This scam involves the "Digital Divide." For years, we
have been saying that
African Americans are begin left out of the technology revolution,
that the
tremendous wealth created by the New Economy is bypassing minority
communities. Now, after billions of dollars spent in a so-called
national
effort, we are seeing reports claiming that the Digital Divide is
beginning
to narrow, that Blacks are gaining in computer ownership, and more
of us are
getting online than ever before. We have done our job, these reports
seem to
say: soon every kid will have a computer right next to his or her
Playstation.
Now, I've been called a lot of things, but never the Rip Van Winkle
of the
minority technology empowerment effort. But that's who I would have
to be to
take any comfort from these reports.
The folks promoting this nonsense -- I call them "tricknologists"
-- are the
high-tech equivalent of the three-card monty dealers you see on
street
corners. You know the game: they get you to follow one card, and all
the
while the real action is happening somewhere else. Well, that's
exactly what
the New Age tricknologists are doing with the Digital Divide debate.

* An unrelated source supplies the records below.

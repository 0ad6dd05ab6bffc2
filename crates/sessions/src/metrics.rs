//! Per-session metrics and loading of analysis inputs.

use crate::listing::SessionInfo;
use crate::parser::{parse_session, ParsedSession};
use chrono::DateTime;
use indexmap::IndexMap;
use std::collections::HashSet;
use toolgram_patterns::{SessionInput, SessionMetrics};
use tracing::warn;

/// Summarize one parsed transcript.
///
/// Start and end fall back to the file's modification time when the
/// transcript carries no timestamps.
pub fn calculate_session_metrics(info: &SessionInfo, parsed: &ParsedSession) -> SessionMetrics {
    let start_time = parsed
        .first_timestamp
        .clone()
        .unwrap_or_else(|| info.start_time.clone());
    let end_time = parsed
        .last_timestamp
        .clone()
        .unwrap_or_else(|| info.start_time.clone());

    let total_tool_calls = parsed.invocations.len();
    let error_count = parsed.results.iter().filter(|r| r.is_error).count();

    let mut tool_breakdown: IndexMap<String, usize> = IndexMap::new();
    for invocation in &parsed.invocations {
        *tool_breakdown
            .entry(invocation.tool_name.clone())
            .or_insert(0) += 1;
    }
    let unique_tools_used = parsed
        .invocations
        .iter()
        .map(|i| i.tool_name.as_str())
        .collect::<HashSet<_>>()
        .len();

    SessionMetrics {
        session_id: info.id.clone(),
        session_path: info.path.to_string_lossy().into_owned(),
        project_name: info.project.clone(),
        duration_minutes: duration_minutes(&start_time, &end_time),
        start_time,
        end_time,
        total_tool_calls,
        error_count,
        error_rate: if total_tool_calls > 0 {
            error_count as f64 / total_tool_calls as f64
        } else {
            0.0
        },
        unique_tools_used,
        user_message_count: parsed.user_message_count,
        assistant_message_count: parsed.assistant_message_count,
        tool_breakdown,
    }
}

fn duration_minutes(start: &str, end: &str) -> f64 {
    match (
        DateTime::parse_from_rfc3339(start),
        DateTime::parse_from_rfc3339(end),
    ) {
        (Ok(start), Ok(end)) => (end - start).num_milliseconds() as f64 / 1000.0 / 60.0,
        _ => 0.0,
    }
}

/// Parse every session into an analysis input.
///
/// Transcripts that cannot be read are skipped with a warning.
pub fn load_session_inputs(sessions: &[SessionInfo]) -> Vec<SessionInput> {
    sessions
        .iter()
        .filter_map(|info| match parse_session(&info.path) {
            Ok(parsed) => Some(into_input(info, parsed)),
            Err(e) => {
                warn!(session = %info.id, "Skipping unreadable session: {}", e);
                None
            }
        })
        .collect()
}

fn into_input(info: &SessionInfo, parsed: ParsedSession) -> SessionInput {
    SessionInput {
        metrics: calculate_session_metrics(info, &parsed),
        invocations: parsed.invocations,
        results: parsed.results,
    }
}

The trick is simple: the first step is narrowing the definition of
the
Digital Divide, by saying that computer ownership and Internet usage
are how
we measure minority participation in the new, high-tech economy. In
fact,
all these statistics prove is that minorities are closing the gap in
being
consumers of technology, not in being producers or equal partners.

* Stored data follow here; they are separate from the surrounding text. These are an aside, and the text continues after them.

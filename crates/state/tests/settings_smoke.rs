use toolgram_state::{load_settings, settings_file, Settings};
use toolgram_test_utils::{env_guard, set_env_var, TestFixture};

#[test]
fn settings_file_defaults_to_claude_dir() {
    let _g = env_guard();
    let fixture = TestFixture::new().unwrap();
    let _home = fixture.home_guard();
    let _custom = set_env_var("TOOLGRAM_SETTINGS", None);

    assert_eq!(
        settings_file().unwrap(),
        fixture.home_path().join(".claude/toolgram.json")
    );
    assert_eq!(load_settings().unwrap(), Settings::default());
}

#[test]
fn settings_load_from_custom_path() {
    let _g = env_guard();
    let fixture = TestFixture::new().unwrap();
    let path = fixture.home_path().join("toolgram.json");
    std::fs::write(
        &path,
        r#"{"days": 14, "minFrequency": 3, "excludeTools": ["TodoWrite"]}"#,
    )
    .unwrap();
    let _custom = set_env_var("TOOLGRAM_SETTINGS", path.to_str());

    let settings = load_settings().unwrap();
    assert_eq!(settings.days, Some(14));
    assert_eq!(settings.min_frequency, Some(3));
    assert_eq!(settings.exclude_tools, Some(vec!["TodoWrite".to_string()]));
    assert!(settings.max_length.is_none());
}

#[test]
fn malformed_settings_fall_back_to_defaults() {
    let _g = env_guard();
    let fixture = TestFixture::new().unwrap();
    let path = fixture.home_path().join("toolgram.json");
    std::fs::write(&path, "{ days: fourteen").unwrap();
    let _custom = set_env_var("TOOLGRAM_SETTINGS", path.to_str());

    assert_eq!(load_settings().unwrap(), Settings::default());
}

For most people, the computer and the Internet are becoming the new
"Millennium Edition" of the television set. Saying that
the Digital Divide
is closing because minorities have greater access to them is like
saying
minorities have a stake in the automobile industry because they
drive cars,
or that they are Bill Gates because they own Microsoft Office 2000.

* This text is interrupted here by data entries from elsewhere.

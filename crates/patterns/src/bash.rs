//! Classification of shell commands issued through the `Bash` tool.

use regex::Regex;
use serde::{Deserialize, Serialize};
use std::sync::LazyLock;

static GIT_PATTERN: LazyLock<Regex> =
    LazyLock::new(|| Regex::new(r"^\s*(git|gh)\s").expect("Invalid regex pattern"));
static TEST_PATTERN: LazyLock<Regex> = LazyLock::new(|| {
    Regex::new(
        r"\b(vitest|jest|mocha|pytest|cargo\s+test|cargo\s+nextest|go\s+test|(npm|pnpm|yarn|bun)\s+(run\s+)?test)\b",
    )
    .expect("Invalid regex pattern")
});
static TYPECHECK_PATTERN: LazyLock<Regex> = LazyLock::new(|| {
    Regex::new(r"(\btsc\b.*--noEmit|\bvue-tsc\b|\bmypy\b|\bpyright\b|\bcargo\s+check\b|\btypecheck\b)")
        .expect("Invalid regex pattern")
});
static FORMAT_PATTERN: LazyLock<Regex> = LazyLock::new(|| {
    Regex::new(
        r"\b(prettier|biome\s+format|ruff\s+format|cargo\s+fmt|rustfmt|gofmt|black|dprint)\b",
    )
    .expect("Invalid regex pattern")
});
static LINT_PATTERN: LazyLock<Regex> = LazyLock::new(|| {
    Regex::new(r"\b(eslint|biome\s+(check|lint)|rubocop|flake8|ruff|clippy|golangci-lint|lint)\b")
        .expect("Invalid regex pattern")
});
static BUILD_PATTERN: LazyLock<Regex> = LazyLock::new(|| {
    Regex::new(
        r"\b(tsc|webpack|vite\s+build|next\s+build|(npm|pnpm|yarn|bun)\s+(run\s+)?build|cargo\s+build|go\s+build|make|cmake)\b",
    )
    .expect("Invalid regex pattern")
});
static INSTALL_PATTERN: LazyLock<Regex> = LazyLock::new(|| {
    Regex::new(
        r"\b((npm|pnpm|yarn|bun)\s+(install|i|add)|pip3?\s+install|cargo\s+(add|install)|brew\s+install|apt(-get)?\s+install)\b",
    )
    .expect("Invalid regex pattern")
});
static RUN_PATTERN: LazyLock<Regex> = LazyLock::new(|| {
    Regex::new(r"^\s*((npm|pnpm|yarn|bun)\s+run|node|deno|python3?|cargo\s+run|go\s+run)\b")
        .expect("Invalid regex pattern")
});

/// Category of a shell command.
#[derive(Debug, Clone, Copy, PartialEq, Eq, Hash, Serialize, Deserialize)]
#[serde(rename_all = "lowercase")]
pub enum BashCategory {
    Test,
    Lint,
    Format,
    Build,
    Git,
    Install,
    Typecheck,
    Run,
    Other,
}

impl BashCategory {
    /// Lower-case label used in reports.
    pub fn as_str(&self) -> &'static str {
        match self {
            BashCategory::Test => "test",
            BashCategory::Lint => "lint",
            BashCategory::Format => "format",
            BashCategory::Build => "build",
            BashCategory::Git => "git",
            BashCategory::Install => "install",
            BashCategory::Typecheck => "typecheck",
            BashCategory::Run => "run",
            BashCategory::Other => "other",
        }
    }
}

impl std::fmt::Display for BashCategory {
    fn fmt(&self, f: &mut std::fmt::Formatter<'_>) -> std::fmt::Result {
        f.write_str(self.as_str())
    }
}

/// Ordered so that the more specific categories win: `tsc --noEmit` is a
/// typecheck before it is a build, `ruff format` is formatting before lint.
static RULES: &[(&LazyLock<Regex>, BashCategory)] = &[
    (&GIT_PATTERN, BashCategory::Git),
    (&TEST_PATTERN, BashCategory::Test),
    (&TYPECHECK_PATTERN, BashCategory::Typecheck),
    (&FORMAT_PATTERN, BashCategory::Format),
    (&LINT_PATTERN, BashCategory::Lint),
    (&BUILD_PATTERN, BashCategory::Build),
    (&INSTALL_PATTERN, BashCategory::Install),
    (&RUN_PATTERN, BashCategory::Run),
];

/// Classify a shell command line.
pub fn classify_bash_command(command: &str) -> BashCategory {
    RULES
        .iter()
        .find(|(pattern, _)| pattern.is_match(command))
        .map(|(_, category)| *category)
        .unwrap_or(BashCategory::Other)
}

The truth is that the Digital Gap is widening. African Americans in
ever-greater numbers are being cut out of the greatest economic
growth spurt
in the history of the world. While everyone else rakes in the
benefits right
in front of us, we have our heads turned behind us. The
tricknologists have
us thinking that on is off and up is down. And, if we're not
careful, by the
time we figure the whole thing out, the only things left for us will
be jobs
flipping computer- inventoried hamburgers at fast-food restaurants
or
cleaning out test tubes at high-tech labs.
Measuring the real Digital Divide means looking at many factors,
including:
- Quality of Internet connections in our communities
- Quality of Internet content and its relevance to us
- Computer literacy rate and level of computer skills among
African
Americans
- Employability and employment rate of Blacks in technical
jobs
- Representation of African Americans as owners of high-tech
enterprises
The tricknologists would love to have us focus all of our energy on
putting
computers into every school, to guarantee them another generation of
technology consumers. But the real issue for the African-American
community
is how to use technology to become technology innovators and
producers.
Until we produce just as many high-tech billionaires as Silicon
Valley does,
and until we fill the ranks of the high-tech work force with as
great a
percentage of us as you see on the basketball court, closing the
Digital
Divide will be just another way for us to spend our dollars.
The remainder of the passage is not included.